Professor of greek art and archaeology

Judith Barringer is an American classical archaeologist and Professor of Greek Art and Archaeology at the University of Edinburgh. She studies the archaeology, art and culture of ancient Greece from the Archaic to Hellenistic periods.

== Career ==
Barringer received her BA from George Washington University, and her MA, MPhil and PhD from Yale University. She has held positions at Yale, the State University of New York, Vassar College, Trinity College, Bard College, and Middlebury College. She joined the University of Edinburgh in 2005, where she is currently holds the position of Professor of Greek Art and Archaeology.

Barringer was the 2007 Gertrude Smith Professor at the American School of Classical Studies at Athens. From 2011 to 2012, she was a senior fellow at the Internationales Forschungszentrum Kulturwissenschaften in Vienna, and in 2012 the RD Milns Visiting Professor at the University of Queensland. From 2013 to 2015 she held a Marie Curie Fellowship in Berlin. She serves on the editorial board of the Journal of Greek Archaeology.

Her 2014 book The Art and Archaeology of Ancient Greece won the 2016 PROSE Award for Textbook, Humanities, and has been described as an "outstanding book" and "authoritative and well written".

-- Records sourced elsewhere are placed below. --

//! Roster logging bootstrap.
//!
//! # Responsibility
//! - Initialize file-based rolling logs at most once per process.
//! - Capture panics as sanitized log events.
//!
//! # Invariants
//! - Init is idempotent for the same level and directory.
//! - Re-initialization with a different level or directory is rejected.
//! - Initialization never panics.
//! - Events carry identifiers and counts only, never record field values.

use flexi_logger::{Cleanup, Criterion, FileSpec, Logger, LoggerHandle, Naming, WriteMode};
use log::{error, info};
use once_cell::sync::OnceCell;
use std::path::{Path, PathBuf};

const LOG_FILE_BASENAME: &str = "roster";
const MAX_LOG_FILE_SIZE_BYTES: u64 = 5 * 1024 * 1024;
const MAX_LOG_FILES: usize = 5;
const MAX_PANIC_PAYLOAD_CHARS: usize = 160;

static LOGGING_STATE: OnceCell<LoggingState> = OnceCell::new();
static PANIC_HOOK_INSTALLED: OnceCell<()> = OnceCell::new();

struct LoggingState {
    level: &'static str,
    log_dir: PathBuf,
    _logger: LoggerHandle,
}

/// Starts rolling file logs under `log_dir` at `level`.
///
/// # Errors
/// - `level` is not one of `trace|debug|info|warn|error`.
/// - `log_dir` is not absolute or cannot be created.
/// - Logging is already active with a different level or directory.
/// - The logger backend fails to start.
pub fn init_logging(level: &str, log_dir: &Path) -> Result<(), String> {
    let level = normalize_level(level)?;
    let log_dir = normalize_log_dir(log_dir)?;

    if let Some(state) = LOGGING_STATE.get() {
        return state.ensure_matches(level, &log_dir);
    }

    let state = LOGGING_STATE.get_or_try_init(|| start_logger(level, &log_dir))?;
    state.ensure_matches(level, &log_dir)
}

/// Returns `(level, log_dir)` of the active logger, if any.
pub fn logging_status() -> Option<(&'static str, PathBuf)> {
    LOGGING_STATE
        .get()
        .map(|state| (state.level, state.log_dir.clone()))
}

/// Default level: `debug` for debug builds, `info` for release builds.
pub fn default_log_level() -> &'static str {
    if cfg!(debug_assertions) {
        "debug"
    } else {
        "info"
    }
}

impl LoggingState {
    fn ensure_matches(&self, level: &str, log_dir: &Path) -> Result<(), String> {
        if self.log_dir != log_dir {
            return Err(format!(
                "logging already initialized at `{}`; refusing to switch to `{}`",
                self.log_dir.display(),
                log_dir.display()
            ));
        }
        if self.level != level {
            return Err(format!(
                "logging already initialized with level `{}`; refusing to switch to `{level}`",
                self.level
            ));
        }
        Ok(())
    }
}

fn start_logger(level: &'static str, log_dir: &Path) -> Result<LoggingState, String> {
    std::fs::create_dir_all(log_dir).map_err(|err| {
        format!(
            "failed to create log directory `{}`: {err}",
            log_dir.display()
        )
    })?;

    let logger = Logger::try_with_str(level)
        .map_err(|err| format!("invalid log level `{level}`: {err}"))?
        .log_to_file(
            FileSpec::default()
                .directory(log_dir)
                .basename(LOG_FILE_BASENAME),
        )
        .rotate(
            Criterion::Size(MAX_LOG_FILE_SIZE_BYTES),
            Naming::Numbers,
            Cleanup::KeepLogFiles(MAX_LOG_FILES),
        )
        .write_mode(WriteMode::BufferAndFlush)
        .append()
        .format_for_files(flexi_logger::detailed_format)
        .start()
        .map_err(|err| format!("failed to start logger: {err}"))?;

    install_panic_hook_once();

    info!(
        "event=session_start module=logging status=ok platform={} build_mode={} version={}",
        std::env::consts::OS,
        build_mode(),
        env!("CARGO_PKG_VERSION")
    );
    info!(
        "event=logging_init module=logging status=ok level={} log_dir={}",
        level,
        log_dir.display()
    );

    Ok(LoggingState {
        level,
        log_dir: log_dir.to_path_buf(),
        _logger: logger,
    })
}

fn normalize_level(level: &str) -> Result<&'static str, String> {
    match level.trim().to_ascii_lowercase().as_str() {
        "trace" => Ok("trace"),
        "debug" => Ok("debug"),
        "info" => Ok("info"),
        "warn" | "warning" => Ok("warn"),
        "error" => Ok("error"),
        other => Err(format!(
            "unsupported log level `{other}`; expected trace|debug|info|warn|error"
        )),
    }
}

fn normalize_log_dir(log_dir: &Path) -> Result<PathBuf, String> {
    if log_dir.as_os_str().is_empty() {
        return Err("log_dir cannot be empty".to_string());
    }
    if !log_dir.is_absolute() {
        return Err(format!(
            "log_dir must be an absolute path, got `{}`",
            log_dir.display()
        ));
    }
    Ok(log_dir.to_path_buf())
}

fn build_mode() -> &'static str {
    if cfg!(debug_assertions) {
        "debug"
    } else {
        "release"
    }
}

fn install_panic_hook_once() {
    if PANIC_HOOK_INSTALLED.set(()).is_err() {
        return;
    }

    let previous_hook = std::panic::take_hook();
    std::panic::set_hook(Box::new(move |panic_info| {
        let location = panic_info
            .location()
            .map(|loc| format!("{}:{}", loc.file(), loc.line()))
            .unwrap_or_else(|| "unknown".to_string());
        let payload = panic_payload_summary(panic_info);
        error!(
            "event=panic_captured module=logging status=error location={} payload={}",
            location, payload
        );
        previous_hook(panic_info);
    }));
}

fn panic_payload_summary(info: &std::panic::PanicHookInfo<'_>) -> String {
    let payload = info
        .payload()
        .downcast_ref::<&str>()
        .map(|message| (*message).to_string())
        .or_else(|| info.payload().downcast_ref::<String>().cloned())
        .unwrap_or_else(|| "non-string panic payload".to_string());

    sanitize_message(&payload, MAX_PANIC_PAYLOAD_CHARS)
}

// Panic payloads may echo user-entered text.
fn sanitize_message(value: &str, max_chars: usize) -> String {
    let normalized = value.replace(['\n', '\r'], " ");
    let mut truncated = normalized.chars().take(max_chars).collect::<String>();
    if normalized.chars().count() > max_chars {
        truncated.push_str("...");
    }
    truncated
}

#[cfg(test)]
mod tests {
    use super::{normalize_level, normalize_log_dir, sanitize_message};
    use std::path::Path;

    #[test]
    fn normalize_level_accepts_aliases_and_case() {
        assert_eq!(normalize_level("INFO").unwrap(), "info");
        assert_eq!(normalize_level(" warning ").unwrap(), "warn");
        assert!(normalize_level("verbose").is_err());
    }

    #[test]
    fn normalize_log_dir_rejects_relative_and_empty_paths() {
        let error = normalize_log_dir(Path::new("logs/dev")).unwrap_err();
        assert!(error.contains("absolute"));
        assert!(normalize_log_dir(Path::new("")).is_err());
    }

    #[test]
    fn sanitize_message_flattens_and_truncates() {
        let sanitized = sanitize_message("line1\nline2\rline3", 8);
        assert_eq!(sanitized, "line1 li...");
    }
}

== Selected publications ==
- Barringer, J. 1995. Divine Escorts: Nereids in Archaic and Classical Greek Art. Ann Arbor.
- Barringer, J. 2001. The Hunt in Ancient Greece. The Johns Hopkins University Press.
- Barringer, J. 2008. Art, Myth, and Ritual in Classical Greece. Cambridge: Cambridge University Press.
- Barringer, J. 2014. The Art and Archaeology of Ancient Greece. Cambridge: Cambridge University Press.
- Barringer, J. 2021. Olympia: A Cultural History, Princeton and Oxford: Princeton University Press. ISBN 9780691210476.